Posted on 03/06/2004 10:04:03 PM PST by AM2000

BOMBAY, March 2 — India has finally arrived on the global economic scene. Unfortunately, like a debutante suddenly told she is wearing the wrong dress, it is not exactly the triumph India imagined.

In recent weeks, the outsourcing of white-collar service jobs to places like this financial capital on the Arabian Sea has become the focus of the American presidential campaign, the brunt of jokes on late-night shows, the subject of angry Web sites, and the target of legislation in more than 20 states and Washington.

Long caricatured in many American minds as home only to snake charmers and poor people, India is now being caricatured as a nation of predatory brains set on stealing American jobs.

The strong reaction to the shifting of jobs is spawning frustration in India, a country the United States was cheering not so long ago as it began to open a largely socialist, closed economy and enter the global arena. It is also surfacing as a potential irritant in relations between the countries. Indians say they are doing exactly what the United States wanted, and bridle at the new criticism as a double standard.

"The U.S. is propagating capitalism — we don't really understand why they are so scared," said Ravi Shankar, 36, an employee of Tata Consultancy Services, India's largest technology services company. "If you're going to talk about competition, you should have no fear — may the best man win."

But now India's pride has become America's pain. Over the last decade, riding technology advances, India's engineers and English-speaking college graduates have been taking on more work — from credit-card complaints to software programming to research for American companies half a world away.

The uproar over outsourcing shows no signs of abating, because outsourcing itself is only likely to grow. India's success has both contributed to and coincided with stagnating employment in the United States. Both countries face elections this year. As a result, an issue that would largely be confined to corporate America has become politicized and emotional. "India has joined the ranks of other big job thieves — Japan, China and Mexico," the Indian magazine Outlook wrote this week, citing a "barely concealed racism" in Internet debates. Senator John Kerry, the likely Democratic nominee for president, has called chief executives who shift work abroad "Benedict Arnolds."

"Whenever such issues are taken up in competitive politics, the economy suffers," said Arun Shourie, India's minister for disinvestment, communications and information technology.

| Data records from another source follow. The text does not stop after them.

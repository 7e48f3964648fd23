//! Input and tick events for the refresh loop.
//!
//! A background thread owns terminal input: it polls crossterm for the time
//! remaining until the next sampling deadline and forwards keys and resizes
//! as they arrive. Ticks fire on a fixed schedule, so a burst of input never
//! delays the next sample.

use std::sync::mpsc::{self, Receiver};
use std::thread;
use std::time::{Duration, Instant};

use crossterm::event::{self, Event as CrosstermEvent, KeyEvent};

/// Refresh loop events.
#[derive(Debug)]
pub enum Event {
    /// Sampling deadline reached: build and draw the next frame.
    Tick,
    /// Keyboard input.
    Key(KeyEvent),
    /// Terminal resize.
    Resize,
}

/// Fixed-cadence tick deadlines.
///
/// Input arriving mid-interval shrinks the next poll timeout toward the same
/// deadline instead of restarting it; the deadline only moves forward when a
/// tick actually fires.
struct TickSchedule {
    next: Instant,
    interval: Duration,
}

impl TickSchedule {
    fn new(interval: Duration, now: Instant) -> Self {
        Self {
            next: now + interval,
            interval,
        }
    }

    /// Time left until the deadline, zero once it has passed.
    fn timeout(&self, now: Instant) -> Duration {
        self.next.saturating_duration_since(now)
    }

    fn due(&self, now: Instant) -> bool {
        now >= self.next
    }

    /// Moves the deadline one interval forward. After a stall the deadline
    /// skips ahead, so a late tick is not followed by a catch-up burst.
    fn advance(&mut self, now: Instant) {
        self.next += self.interval;
        if self.next <= now {
            self.next = now + self.interval;
        }
    }
}

/// Owns the input-polling thread and hands the loop one event at a time.
///
/// Dropping the handler closes the channel, which stops the thread on its
/// next send.
pub struct EventHandler {
    rx: Receiver<Event>,
}

impl EventHandler {
    pub fn new(tick_rate: Duration) -> Self {
        let (tx, rx) = mpsc::channel();

        thread::spawn(move || {
            let mut schedule = TickSchedule::new(tick_rate, Instant::now());
            loop {
                let timeout = schedule.timeout(Instant::now());
                if event::poll(timeout).unwrap_or(false) {
                    if let Ok(evt) = event::read() {
                        let forwarded = match evt {
                            CrosstermEvent::Key(key) => Some(Event::Key(key)),
                            CrosstermEvent::Resize(_, _) => Some(Event::Resize),
                            _ => None,
                        };
                        if let Some(event) = forwarded {
                            if tx.send(event).is_err() {
                                break;
                            }
                        }
                    }
                }
                if schedule.due(Instant::now()) {
                    schedule.advance(Instant::now());
                    if tx.send(Event::Tick).is_err() {
                        break;
                    }
                }
            }
        });

        Self { rx }
    }

    /// Blocks until the next event. Errors once the polling thread is gone.
    pub fn next(&self) -> Result<Event, mpsc::RecvError> {
        self.rx.recv()
    }
}

#[cfg(test)]
mod tests {
    use super::*;

    const MS: Duration = Duration::from_millis(1);

    #[test]
    fn test_input_polls_do_not_postpone_the_deadline() {
        let t0 = Instant::now();
        let schedule = TickSchedule::new(100 * MS, t0);
        // successive timeout queries, as issued after each input event,
        // shrink toward the same deadline
        assert_eq!(schedule.timeout(t0 + 30 * MS), 70 * MS);
        assert_eq!(schedule.timeout(t0 + 80 * MS), 20 * MS);
        assert_eq!(schedule.timeout(t0 + 150 * MS), Duration::ZERO);
        assert!(!schedule.due(t0 + 99 * MS));
        assert!(schedule.due(t0 + 100 * MS));
    }

    #[test]
    fn test_advance_keeps_fixed_cadence() {
        let t0 = Instant::now();
        let mut schedule = TickSchedule::new(100 * MS, t0);
        schedule.advance(t0 + 100 * MS);
        assert!(!schedule.due(t0 + 150 * MS));
        assert!(schedule.due(t0 + 200 * MS));
    }

    #[test]
    fn test_advance_after_stall_skips_ahead() {
        let t0 = Instant::now();
        let mut schedule = TickSchedule::new(100 * MS, t0);
        // tick fires 400 ms late: the next deadline is one interval from
        // now, not four overdue ticks in a row
        schedule.advance(t0 + 500 * MS);
        assert_eq!(schedule.timeout(t0 + 500 * MS), 100 * MS);
    }
}
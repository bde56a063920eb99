use std::{io, path::PathBuf};

use thiserror::Error;

#[derive(Error, Debug)]
pub enum ZipperError {
    #[error("I/O error: {0}")]
    Io(#[from] io::Error),
    #[error("Directory not found: {0:?}")]
    NotFound(PathBuf),
    #[error("Cannot rename {from:?} to {to:?}: target already exists")]
    RenameTarget { from: PathBuf, to: PathBuf },
    #[error("Zip error: {0}")]
    Zip(#[from] zip::result::ZipError),
    #[error("Walkdir error: {0}")]
    WalkdirError(#[from] walkdir::Error),
    #[error("Cannot get filename from path: {0:?}")]
    NoFilename(PathBuf),
    #[error("File name is not valid UTF-8: {0:?}")]
    NonUtf8Name(PathBuf),
}
pub mod archive;
pub mod cli;
pub mod error;
pub mod rename;
pub mod scan;

use std::{
    fs,
    io::Write,
    path::{Path, PathBuf},
};

use log::{debug, info};
use path_absolutize::Absolutize;

use crate::{
    archive::{Archiver, archive_path},
    cli::{Invocation, Options, usage},
    error::ZipperError,
    rename::rename_files,
    scan::{find_candidates, list_files},
};

/// Extension of the archives we write; folders holding one are skipped.
pub const ARCHIVE_EXTENSION: &str = "zip";

/// Printed instead of running when the root is not an existing folder.
pub const MISSING_PATH_MESSAGE: &str = "Specified path doesn't exist.";

/// Zips `files` out of a single folder, deleting the folder afterwards when
/// asked to.
fn process_dir(
    dir: &Path,
    files: &[PathBuf],
    options: &Options,
    archiver: &impl Archiver,
) -> Result<(), ZipperError> {
    let destination = archive_path(dir);
    archiver.create_stored_archive(&destination, files)?;
    info!("Wrote {:?} ({} files)", destination, files.len());

    if options.delete {
        fs::remove_dir_all(dir)?;
        info!("Deleted {:?}", dir);
    }
    Ok(())
}

/// Runs the whole pipeline under `options.root`, writing one progress line
/// per folder to `out`. Returns how many folders were zipped.
///
/// The first error stops the run; folders handled before it keep their
/// archives (and stay deleted if `delete` is set).
pub fn handle_zip(
    options: &Options,
    archiver: &impl Archiver,
    mut out: impl Write,
) -> Result<usize, ZipperError> {
    let root = options.root.as_path();
    if !root.is_dir() {
        return Err(ZipperError::NotFound(root.to_path_buf()));
    }

    info!("Scanning {:?} (rename: {}, delete: {})", root, options.rename, options.delete);
    let dirs = find_candidates(root)?;
    let count = dirs.len();
    info!("Found {count} folders to zip");

    for (i, dir) in dirs.iter().enumerate() {
        let files = if options.rename {
            rename_files(dir)?
        } else {
            list_files(dir)?
        };
        writeln!(out, "[{}/{}] \"{}\"", i + 1, count, dir.display())?;
        process_dir(dir, &files, options, archiver)?;
    }

    info!("=== Zipped {count} folders ===");
    Ok(count)
}

/// Carries out one command-line invocation, writing everything meant for
/// the user to `out`.
///
/// The usage text and a missing root are not errors: both print a message
/// and return `Ok`.
pub fn handle_invocation(
    invocation: Invocation,
    archiver: &impl Archiver,
    mut out: impl Write,
) -> Result<(), ZipperError> {
    let options = match invocation {
        Invocation::Usage => {
            writeln!(out, "{}", usage())?;
            return Ok(());
        }
        Invocation::Run(options) => options,
    };

    if !options.root.is_dir() {
        writeln!(out, "{MISSING_PATH_MESSAGE}")?;
        return Ok(());
    }
    debug!("Absolute root: {:?}", options.root.absolutize()?);

    handle_zip(&options, archiver, out)?;
    Ok(())
}
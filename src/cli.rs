use std::{ffi::OsString, path::PathBuf};

use clap::Parser;

/// Token that asks for the usage text instead of a run.
pub const HELP_TOKEN: &str = "/?";
/// Delete each folder once it has been zipped.
pub const DELETE_SWITCH: &str = "/d";
/// Renumber files before zipping.
pub const RENAME_SWITCH: &str = "/r";

const BIN_NAME: &str = "masszipper";

#[derive(Parser, Debug)]
#[command(
    author,
    version,
    about,
    long_about = None,
    disable_help_flag = true,
    disable_version_flag = true
)]
pub struct Cli {
    /// Path to start searching for folders with files
    #[arg(allow_hyphen_values = true)]
    pub path: Option<PathBuf>,

    /// Switches: /d deletes zipped folders, /r renames files to 001, 002, ...
    #[arg(trailing_var_arg = true, allow_hyphen_values = true)]
    pub switches: Vec<OsString>,
}

/// What a single invocation should do.
#[derive(Debug, PartialEq, Eq)]
pub enum Invocation {
    Usage,
    Run(Options),
}

#[derive(Debug, Clone, PartialEq, Eq)]
pub struct Options {
    pub root: PathBuf,
    pub delete: bool,
    pub rename: bool,
}

impl Cli {
    // Unknown switches are ignored on purpose; only exact tokens count.
    pub fn into_invocation(self) -> Invocation {
        let Some(root) = self.path else {
            return Invocation::Usage;
        };
        if root.as_os_str() == HELP_TOKEN {
            return Invocation::Usage;
        }
        let has = |token: &str| self.switches.iter().any(|s| s == token);
        Invocation::Run(Options {
            delete: has(DELETE_SWITCH),
            rename: has(RENAME_SWITCH),
            root,
        })
    }
}

pub fn usage() -> String {
    format!(
        "{name} {version}\n\
         Usage: {name} path [/d] [/r]\n       \
         path - path to start searching for folders with files\n       \
         /d   - delete folders after they are zipped\n       \
         /r   - rename files as \"001\", \"002\", ..., \"999\" before zipping",
        name = BIN_NAME,
        version = env!("CARGO_PKG_VERSION"),
    )
}
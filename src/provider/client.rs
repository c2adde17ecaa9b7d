use std::time::Duration;

use async_trait::async_trait;
use reqwest::Client;
use tracing::{debug, instrument};

use crate::config::AppConfig;
use crate::models::ProviderQuote;

use super::errors::ProviderError;
use super::QuoteProvider;

/// Header carrying the API key, so it never appears in a URL
const TOKEN_HEADER: &str = "X-Finnhub-Token";

/// HTTP client for the Finnhub `/quote` endpoint
#[derive(Clone)]
pub struct FinnhubClient {
    http: Client,
    base_url: String,
    api_key: Option<String>,
}

impl FinnhubClient {
    /// Build a client. No request timeout is applied unless one is given.
    pub fn new(
        base_url: impl Into<String>,
        api_key: Option<String>,
        timeout: Option<Duration>,
    ) -> Result<Self, ProviderError> {
        let mut builder = Client::builder()
            .pool_idle_timeout(Duration::from_secs(30))
            .tcp_keepalive(Duration::from_secs(30));
        if let Some(timeout) = timeout {
            builder = builder.timeout(timeout);
        }

        Ok(Self {
            http: builder.build()?,
            base_url: base_url.into().trim_end_matches('/').to_string(),
            api_key: api_key.filter(|k| !k.is_empty()),
        })
    }

    pub fn from_config(config: &AppConfig) -> Result<Self, ProviderError> {
        Self::new(
            config.finnhub_base_url.clone(),
            config.api_key.clone(),
            config.request_timeout,
        )
    }

    pub fn has_credential(&self) -> bool {
        self.api_key.is_some()
    }
}

#[async_trait]
impl QuoteProvider for FinnhubClient {
    #[instrument(skip(self), level = "debug")]
    async fn fetch_quote(&self, symbol: &str) -> Result<ProviderQuote, ProviderError> {
        let api_key = self.api_key.as_deref().ok_or(ProviderError::MissingCredential)?;
        let url = format!("{}/quote", self.base_url);

        let resp = self
            .http
            .get(&url)
            .query(&[("symbol", symbol)])
            .header(TOKEN_HEADER, api_key)
            .send()
            .await?
            .error_for_status()?;

        let body = resp.text().await?;
        let quote = if body.trim().is_empty() {
            ProviderQuote::default()
        } else {
            serde_json::from_str::<ProviderQuote>(&body)
                .map_err(|e| ProviderError::InvalidResponse(e.to_string()))?
        };

        debug!(current = ?quote.current, time = ?quote.timestamp, "finnhub quote fetched");

        Ok(quote)
    }
}

#[cfg(test)]
mod tests {
    use super::*;

    #[tokio::test]
    async fn test_missing_credential_fails_without_network() {
        let client = FinnhubClient::new("http://127.0.0.1:9", None, None).unwrap();
        assert!(!client.has_credential());

        let err = client.fetch_quote("AAPL").await.unwrap_err();
        assert!(matches!(err, ProviderError::MissingCredential));
    }

    #[tokio::test]
    async fn test_key_sent_as_header_and_absent_from_errors() {
        use tokio::io::{AsyncReadExt, AsyncWriteExt};
        use tokio::net::TcpListener;

        let listener = TcpListener::bind("127.0.0.1:0").await.unwrap();
        let addr = listener.local_addr().unwrap();
        let server = tokio::spawn(async move {
            let (mut socket, _) = listener.accept().await.unwrap();
            let mut buf = vec![0u8; 4096];
            let n = socket.read(&mut buf).await.unwrap();
            socket
                .write_all(b"HTTP/1.1 401 Unauthorized\r\nContent-Length: 0\r\nConnection: close\r\n\r\n")
                .await
                .unwrap();
            String::from_utf8_lossy(&buf[..n]).to_string()
        });

        let client =
            FinnhubClient::new(format!("http://{}", addr), Some("SUPERSECRET".to_string()), None)
                .unwrap();
        let err = client.fetch_quote("AAPL").await.unwrap_err();
        let request = server.await.unwrap();

        assert!(matches!(err, ProviderError::Http(_)));
        assert!(!err.to_string().contains("SUPERSECRET"));
        assert!(!format!("{:?}", err).contains("SUPERSECRET"));

        let request_line = request.lines().next().unwrap();
        assert!(request_line.contains("symbol=AAPL"));
        assert!(!request_line.contains("SUPERSECRET"));
        assert!(request.to_ascii_lowercase().contains("x-finnhub-token: supersecret"));
    }

    #[test]
    fn test_blank_credential_counts_as_missing() {
        let client = FinnhubClient::new("http://localhost/", Some(String::new()), None).unwrap();
        assert!(!client.has_credential());
        assert_eq!(client.base_url, "http://localhost");
    }
}
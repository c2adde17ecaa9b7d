use std::time::Duration;

/// Environment variable holding the provider credential
pub const API_KEY_VAR: &str = "FINNHUB_API_KEY";

/// Fallback credential variable, read when [`API_KEY_VAR`] is unset or blank
pub const API_KEY_FALLBACK_VAR: &str = "API_KEY";

/// Process-wide settings, read once at startup
#[derive(Debug, Clone)]
pub struct AppConfig {
    /// Address the HTTP control surface listens on
    pub bind_addr: String,

    /// Quote provider base URL (without trailing `/quote`)
    pub finnhub_base_url: String,

    /// Provider credential; `None` makes every fetch a soft failure
    pub api_key: Option<String>,

    /// Outbound request timeout. Unset means requests may hang indefinitely.
    pub request_timeout: Option<Duration>,
}

impl Default for AppConfig {
    fn default() -> Self {
        Self {
            bind_addr: default_bind_addr(),
            finnhub_base_url: default_base_url(),
            api_key: None,
            request_timeout: None,
        }
    }
}

impl AppConfig {
    /// Load from the process environment
    pub fn from_env() -> Self {
        Self::from_lookup(|key| std::env::var(key).ok())
    }

    /// Load using an arbitrary variable lookup
    pub fn from_lookup<F>(lookup: F) -> Self
    where
        F: Fn(&str) -> Option<String>,
    {
        let non_empty = |key: &str| lookup(key).filter(|v| !v.trim().is_empty());

        let api_key = non_empty(API_KEY_VAR).or_else(|| non_empty(API_KEY_FALLBACK_VAR));

        let request_timeout = non_empty("QUOTE_REQUEST_TIMEOUT_SECS")
            .and_then(|v| v.trim().parse::<u64>().ok())
            .filter(|secs| *secs > 0)
            .map(Duration::from_secs);

        Self {
            bind_addr: non_empty("BIND_ADDR").unwrap_or_else(default_bind_addr),
            finnhub_base_url: non_empty("FINNHUB_BASE_URL").unwrap_or_else(default_base_url),
            api_key,
            request_timeout,
        }
    }
}

fn default_bind_addr() -> String {
    "127.0.0.1:3000".to_string()
}

fn default_base_url() -> String {
    "https://finnhub.io/api/v1".to_string()
}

He has spent the last two years fighting to privatize India's bloated state-owned enterprises, facing fierce political opposition along the way.

Indeed, the furor in the United States is highlighting India's own ambivalence toward the economic reforms that began here in the early 1990's. The competitiveness of India's new industries stands in sharp contrast to the high tariffs and red tape that still shelter many other parts of the economy.

American officials have repeatedly expressed frustration at the relatively low level of American imports to India. While total exports from American companies to India grew to $4.1 billion in 2002 from $2.5 billion in 1990, the United States still has a trade deficit of about $9 billion with India. On a visit to New Delhi in February, United States Trade Representative Robert B. Zoellick cited India's high tariffs — like a 38 percent applied agriculture tariff, which is three times as much as America's. "We want to keep our markets open," he said, "but to do so we need to be able to open markets abroad."

His comments were interpreted here as evidence that the Bush administration would seek to use the reaction toward India as a lever to pry open wider India's economy.

Mr. Shourie said that when India finally opened its agriculture markets, it would affect "millions of people" — far more than are being affected by India's success in information technology. "If the United States feels we must understand their political compulsions," he asked, "why is it that American politicians or trade negotiators sitting at the table would not understand our political difficulties?"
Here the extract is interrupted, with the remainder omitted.